** Data under study follows **
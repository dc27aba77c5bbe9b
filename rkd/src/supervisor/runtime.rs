use std::collections::HashMap;
use std::fs::OpenOptions;
use std::io;
use std::os::unix::process::ExitStatusExt;
use std::path::PathBuf;
use std::process::{ExitStatus, Stdio};
use std::sync::Mutex;
use std::time::Duration;

use async_trait::async_trait;
use nix::errno::Errno;
use nix::sys::signal::{Signal, kill};
use nix::unistd::Pid;
use thiserror::Error;
use tokio::process::{Child, Command};
use tracing::debug;

use crate::listener::{self, ListenAddr};

#[derive(Debug, Clone)]
pub struct LaunchCommand {
    pub program: PathBuf,
    pub args: Vec<String>,
    pub env: Vec<(String, String)>,
    /// stdout and stderr of the child are appended here
    pub log: PathBuf,
}

#[derive(Debug, Clone, Copy, PartialEq, Eq)]
pub enum StopSignal {
    Graceful,
    Forced,
}

#[derive(Debug, Clone, Copy, PartialEq, Eq)]
pub enum ExitState {
    Code(i32),
    Signaled(i32),
    /// Gone, but not our child, so the status was never observed.
    Unknown,
}

impl ExitState {
    pub fn code(&self) -> Option<i32> {
        match self {
            ExitState::Code(code) => Some(*code),
            _ => None,
        }
    }
}

impl From<ExitStatus> for ExitState {
    fn from(status: ExitStatus) -> Self {
        match (status.code(), status.signal()) {
            (Some(code), _) => ExitState::Code(code),
            (None, Some(signal)) => ExitState::Signaled(signal),
            (None, None) => ExitState::Unknown,
        }
    }
}

#[derive(Debug, Error)]
pub enum RuntimeError {
    #[error("failed to open log {}: {source}", .path.display())]
    Log {
        path: PathBuf,
        #[source]
        source: io::Error,
    },
    #[error("failed to spawn {}: {source}", .program.display())]
    Spawn {
        program: PathBuf,
        #[source]
        source: io::Error,
    },
    #[error("failed to signal pid {pid}: {source}")]
    Signal {
        pid: u32,
        #[source]
        source: Errno,
    },
}

/// Process primitives the supervisor is built on.
#[async_trait]
pub trait ProcessRuntime: Send + Sync {
    async fn spawn(&self, command: &LaunchCommand) -> Result<u32, RuntimeError>;

    /// Signalling a process that is already gone is not an error.
    fn signal(&self, pid: u32, signal: StopSignal) -> Result<(), RuntimeError>;

    /// `Some` once the process is gone. Children spawned here are reaped by this call.
    fn exit_state(&self, pid: u32) -> Option<ExitState>;

    async fn answers(&self, endpoint: &ListenAddr, limit: Duration) -> bool;

    /// Kills a child without waiting for it, used when a start is abandoned.
    fn abandon(&self, pid: u32);

    /// Forgets a reaped child.
    fn release(&self, pid: u32);
}

enum Tracked {
    Live(Child),
    Exited(ExitState),
}

/// Runtime over real processes: `tokio::process` children and `nix` signals.
#[derive(Default)]
pub struct NativeRuntime {
    processes: Mutex<HashMap<u32, Tracked>>,
}

impl NativeRuntime {
    pub fn new() -> Self {
        Self::default()
    }
}

#[async_trait]
impl ProcessRuntime for NativeRuntime {
    async fn spawn(&self, command: &LaunchCommand) -> Result<u32, RuntimeError> {
        let log_error = |source| RuntimeError::Log {
            path: command.log.clone(),
            source,
        };
        let stdout = OpenOptions::new()
            .create(true)
            .append(true)
            .open(&command.log)
            .map_err(log_error)?;
        let stderr = stdout.try_clone().map_err(log_error)?;

        let spawn_error = |source| RuntimeError::Spawn {
            program: command.program.clone(),
            source,
        };
        let child = Command::new(&command.program)
            .args(&command.args)
            .envs(command.env.iter().map(|(k, v)| (k.as_str(), v.as_str())))
            .stdin(Stdio::null())
            .stdout(stdout)
            .stderr(stderr)
            .kill_on_drop(true)
            .spawn()
            .map_err(spawn_error)?;
        let pid = child.id().ok_or_else(|| {
            spawn_error(io::Error::other("child exited before its pid was read"))
        })?;

        debug!(pid, program = %command.program.display(), "spawned process");
        self.processes
            .lock()
            .unwrap_or_else(|poisoned| poisoned.into_inner())
            .insert(pid, Tracked::Live(child));
        Ok(pid)
    }

    fn signal(&self, pid: u32, signal: StopSignal) -> Result<(), RuntimeError> {
        let signal = match signal {
            StopSignal::Graceful => Signal::SIGTERM,
            StopSignal::Forced => Signal::SIGKILL,
        };
        match kill(Pid::from_raw(pid as i32), signal) {
            Ok(()) | Err(Errno::ESRCH) => Ok(()),
            Err(source) => Err(RuntimeError::Signal { pid, source }),
        }
    }

    fn exit_state(&self, pid: u32) -> Option<ExitState> {
        let mut processes = self
            .processes
            .lock()
            .unwrap_or_else(|poisoned| poisoned.into_inner());
        match processes.get_mut(&pid) {
            Some(Tracked::Exited(state)) => Some(*state),
            Some(Tracked::Live(child)) => match child.try_wait() {
                Ok(Some(status)) => {
                    let state = ExitState::from(status);
                    processes.insert(pid, Tracked::Exited(state));
                    Some(state)
                }
                Ok(None) => None,
                Err(e) => {
                    debug!(pid, error = %e, "failed to poll child");
                    None
                }
            },
            // not spawned here: fall back to a liveness check
            None => match kill(Pid::from_raw(pid as i32), None) {
                Err(Errno::ESRCH) => Some(ExitState::Unknown),
                _ => None,
            },
        }
    }

    async fn answers(&self, endpoint: &ListenAddr, limit: Duration) -> bool {
        listener::answers(endpoint, limit).await
    }

    fn abandon(&self, pid: u32) {
        let tracked = self
            .processes
            .lock()
            .unwrap_or_else(|poisoned| poisoned.into_inner())
            .remove(&pid);
        if let Some(Tracked::Live(mut child)) = tracked {
            // tokio reaps dropped children in the background
            let _ = child.start_kill();
        }
    }

    fn release(&self, pid: u32) {
        self.processes
            .lock()
            .unwrap_or_else(|poisoned| poisoned.into_inner())
            .remove(&pid);
    }
}
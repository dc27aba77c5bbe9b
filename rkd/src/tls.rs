use std::io;
use std::net::SocketAddr;
use std::path::{Path, PathBuf};
use std::sync::Arc;
use std::time::Duration;

use anyhow::anyhow;
use rustls::crypto::CryptoProvider;
use rustls::pki_types::pem::PemObject;
use rustls::pki_types::{CertificateDer, PrivateKeyDer, ServerName};
use rustls::server::WebPkiClientVerifier;
use rustls::{ClientConfig, RootCertStore, ServerConfig};
use serde::Serialize;
use tokio::io::{AsyncRead, AsyncReadExt, AsyncWrite, AsyncWriteExt};
use tokio::net::{TcpListener, TcpStream, UnixStream};
use tokio::time::timeout;
use tokio_rustls::{TlsAcceptor, TlsConnector};
use tracing::{debug, warn};

use crate::config::{MANAGER_WHITELIST, TLS_CA, TLS_CERT, TLS_KEY, TLS_VERIFY};
use crate::error::DaemonError;
use crate::listener::ListenAddr;

/// TLS part of the effective configuration.
#[derive(Debug, Clone, Default, PartialEq, Eq, Serialize)]
#[serde(rename_all = "camelCase")]
pub struct TlsSettings {
    pub ca: Option<PathBuf>,
    pub cert: Option<PathBuf>,
    pub key: Option<PathBuf>,
    pub verify: bool,
    pub manager_whitelist: Option<String>,
}

impl TlsSettings {
    pub fn is_enabled(&self) -> bool {
        self.cert.is_some() || self.key.is_some() || self.ca.is_some() || self.verify
    }

    /// Checks that the CA, certificate, key and verify flag make sense together.
    pub fn validate(&self) -> Result<(), DaemonError> {
        let inconsistent = |field: &str, reason: &str| {
            Err(DaemonError::InconsistentTls {
                field: field.to_string(),
                reason: reason.to_string(),
            })
        };
        match (&self.cert, &self.key) {
            (Some(_), None) => return inconsistent(TLS_KEY, "tlscert is set without tlskey"),
            (None, Some(_)) => return inconsistent(TLS_CERT, "tlskey is set without tlscert"),
            _ => {}
        }
        if self.verify && self.ca.is_none() {
            return inconsistent(TLS_CA, "tlsverify requires tlscacert");
        }
        if self.verify && self.cert.is_none() {
            return inconsistent(TLS_CERT, "tlsverify requires tlscert and tlskey");
        }
        if self.ca.is_some() && !self.verify {
            return inconsistent(TLS_VERIFY, "tlscacert is only used together with tlsverify");
        }
        if self.manager_whitelist.is_some() && !self.verify {
            return inconsistent(
                MANAGER_WHITELIST,
                "manager-whitelist requires tlsverify",
            );
        }
        Ok(())
    }
}

pub fn init_crypto() {
    // a provider may already be installed by an earlier call
    let _ = CryptoProvider::install_default(rustls::crypto::ring::default_provider());
}

fn bad_certificate(path: &Path, reason: impl Into<String>) -> DaemonError {
    DaemonError::BadCertificate {
        path: path.to_path_buf(),
        reason: reason.into(),
    }
}

fn load_certs(path: &Path) -> Result<Vec<CertificateDer<'static>>, DaemonError> {
    let certs = CertificateDer::pem_file_iter(path)
        .map_err(|e| bad_certificate(path, format!("failed to read certificates: {e}")))?
        .collect::<Result<Vec<_>, _>>()
        .map_err(|e| bad_certificate(path, format!("failed to parse certificates: {e}")))?;
    if certs.is_empty() {
        return Err(bad_certificate(path, "no certificates found"));
    }
    Ok(certs)
}

fn load_key(path: &Path) -> Result<PrivateKeyDer<'static>, DaemonError> {
    PrivateKeyDer::from_pem_file(path)
        .map_err(|e| bad_certificate(path, format!("failed to load private key: {e}")))
}

/// Loads a CA bundle. Unreadable files and bundles without a usable
/// certificate are both reported as a failure to append certificates.
fn load_roots(path: &Path) -> Result<RootCertStore, DaemonError> {
    let certs: Vec<_> = CertificateDer::pem_file_iter(path)
        .map_err(|e| bad_certificate(path, format!("failed to append certificates: {e}")))?
        .filter_map(Result::ok)
        .collect();
    let mut roots = RootCertStore::empty();
    let (added, ignored) = roots.add_parsable_certificates(certs);
    if added == 0 {
        return Err(bad_certificate(
            path,
            format!("failed to append certificates ({ignored} unusable)"),
        ));
    }
    Ok(roots)
}

/// Builds the acceptor for TCP listeners, or `None` when TLS is off.
pub fn server_acceptor(settings: &TlsSettings) -> Result<Option<TlsAcceptor>, DaemonError> {
    let (Some(cert), Some(key)) = (&settings.cert, &settings.key) else {
        return Ok(None);
    };
    init_crypto();

    let certs = load_certs(cert)?;
    let key_der = load_key(key)?;
    let builder = ServerConfig::builder();
    let builder = match (&settings.ca, settings.verify) {
        (Some(ca), true) => {
            let roots = load_roots(ca)?;
            let verifier = WebPkiClientVerifier::builder(Arc::new(roots))
                .build()
                .map_err(|e| bad_certificate(ca, e.to_string()))?;
            builder.with_client_cert_verifier(verifier)
        }
        _ => builder.with_no_client_auth(),
    };
    let config = builder
        .with_single_cert(certs, key_der)
        .map_err(|e| bad_certificate(cert, e.to_string()))?;
    Ok(Some(TlsAcceptor::from(Arc::new(config))))
}

/// TCP listener terminating TLS before handing connections to axum.
pub struct TlsListener {
    inner: TcpListener,
    acceptor: TlsAcceptor,
    handshake_timeout: Duration,
}

impl TlsListener {
    pub fn new(inner: TcpListener, acceptor: TlsAcceptor) -> Self {
        TlsListener {
            inner,
            acceptor,
            handshake_timeout: Duration::from_secs(10),
        }
    }
}

impl axum::serve::Listener for TlsListener {
    type Io = tokio_rustls::server::TlsStream<TcpStream>;
    type Addr = SocketAddr;

    async fn accept(&mut self) -> (Self::Io, Self::Addr) {
        loop {
            let (stream, peer) = match self.inner.accept().await {
                Ok(accepted) => accepted,
                Err(e) => {
                    warn!(error = %e, "failed to accept connection");
                    tokio::time::sleep(Duration::from_millis(50)).await;
                    continue;
                }
            };
            match timeout(self.handshake_timeout, self.acceptor.accept(stream)).await {
                Ok(Ok(tls)) => return (tls, peer),
                Ok(Err(e)) => debug!(%peer, error = %e, "TLS handshake failed"),
                Err(_) => debug!(%peer, "TLS handshake timed out"),
            }
        }
    }

    fn local_addr(&self) -> io::Result<Self::Addr> {
        self.inner.local_addr()
    }
}

/// Client-side TLS material for `rkd ping`.
#[derive(Debug, Clone, Default)]
pub struct ClientTls {
    pub ca: Option<PathBuf>,
    pub cert: Option<PathBuf>,
    pub key: Option<PathBuf>,
}

impl ClientTls {
    pub fn is_set(&self) -> bool {
        self.ca.is_some() || self.cert.is_some() || self.key.is_some()
    }

    /// The CA bundle is only read here, when a connection is about to be made.
    pub fn client_config(&self) -> Result<ClientConfig, DaemonError> {
        init_crypto();
        let roots = match &self.ca {
            Some(ca) => load_roots(ca)?,
            None => RootCertStore::empty(),
        };
        let builder = ClientConfig::builder().with_root_certificates(roots);
        match (&self.cert, &self.key) {
            (Some(cert), Some(key)) => builder
                .with_client_auth_cert(load_certs(cert)?, load_key(key)?)
                .map_err(|e| bad_certificate(cert, e.to_string())),
            _ => Ok(builder.with_no_client_auth()),
        }
    }
}

const PING_REQUEST: &[u8] = b"GET /_ping HTTP/1.1\r\nHost: rkd\r\nConnection: close\r\n\r\n";

async fn exchange<S>(mut stream: S) -> io::Result<(u16, String)>
where
    S: AsyncRead + AsyncWrite + Unpin,
{
    stream.write_all(PING_REQUEST).await?;
    stream.flush().await?;

    let mut buf = Vec::new();
    match stream.read_to_end(&mut buf).await {
        Ok(_) => {}
        // peers that close without close_notify
        Err(e) if e.kind() == io::ErrorKind::UnexpectedEof && !buf.is_empty() => {}
        Err(e) => return Err(e),
    }

    let response = String::from_utf8_lossy(&buf);
    let status = response
        .lines()
        .next()
        .and_then(|line| line.split_whitespace().nth(1))
        .and_then(|code| code.parse::<u16>().ok())
        .ok_or_else(|| io::Error::new(io::ErrorKind::InvalidData, "malformed HTTP response"))?;
    let body = response
        .split_once("\r\n\r\n")
        .map(|(_, body)| body.to_string())
        .unwrap_or_default();
    Ok((status, body))
}

/// Connects to a daemon like a client would and returns the `/_ping` body.
pub async fn ping(
    addr: &ListenAddr,
    tls: Option<&ClientTls>,
    limit: Duration,
) -> Result<String, DaemonError> {
    let handshake_failed = |reason: String| DaemonError::HandshakeFailed {
        address: addr.to_string(),
        reason,
    };

    let attempt = async {
        let reply: Result<(u16, String), DaemonError> = match (addr, tls) {
            (ListenAddr::Unix(path), _) => Ok(exchange(UnixStream::connect(path).await?).await?),
            (ListenAddr::Tcp { port, .. }, None) => {
                let host = addr.connect_host().unwrap_or("127.0.0.1");
                Ok(exchange(TcpStream::connect((host, *port)).await?).await?)
            }
            (ListenAddr::Tcp { port, .. }, Some(tls)) => {
                let config = tls.client_config()?;
                let host = addr.connect_host().unwrap_or("127.0.0.1");
                let server_name = ServerName::try_from(host.to_string())
                    .map_err(|e| handshake_failed(e.to_string()))?;
                let tcp = TcpStream::connect((host, *port)).await?;
                let stream = TlsConnector::from(Arc::new(config))
                    .connect(server_name, tcp)
                    .await
                    .map_err(|e| handshake_failed(e.to_string()))?;
                // with TLS 1.3 a rejected client certificate surfaces on first read
                exchange(stream)
                    .await
                    .map_err(|e| handshake_failed(e.to_string()))
            }
        };
        reply
    };

    let (status, body) = timeout(limit, attempt)
        .await
        .map_err(|_| DaemonError::Other(anyhow!("no reply from {addr} within {limit:?}")))??;
    if status != 200 {
        return Err(DaemonError::Other(anyhow!(
            "{addr} answered /_ping with status {status}"
        )));
    }
    Ok(body)
}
** End of Data under study **
Instructions to follow
In the listing above, find the line with "async fn exchange<S>(mut" and the line with "-> Result<String, DaemonError>", then print exactly those two lines and every line between them, and nothing more.

Task result
async fn exchange<S>(mut stream: S) -> io::Result<(u16, String)>
where
    S: AsyncRead + AsyncWrite + Unpin,
{
    stream.write_all(PING_REQUEST).await?;
    stream.flush().await?;

    let mut buf = Vec::new();
    match stream.read_to_end(&mut buf).await {
        Ok(_) => {}
        // peers that close without close_notify
        Err(e) if e.kind() == io::ErrorKind::UnexpectedEof && !buf.is_empty() => {}
        Err(e) => return Err(e),
    }

    let response = String::from_utf8_lossy(&buf);
    let status = response
        .lines()
        .next()
        .and_then(|line| line.split_whitespace().nth(1))
        .and_then(|code| code.parse::<u16>().ok())
        .ok_or_else(|| io::Error::new(io::ErrorKind::InvalidData, "malformed HTTP response"))?;
    let body = response
        .split_once("\r\n\r\n")
        .map(|(_, body)| body.to_string())
        .unwrap_or_default();
    Ok((status, body))
}

/// Connects to a daemon like a client would and returns the `/_ping` body.
pub async fn ping(
    addr: &ListenAddr,
    tls: Option<&ClientTls>,
    limit: Duration,
) -> Result<String, DaemonError> {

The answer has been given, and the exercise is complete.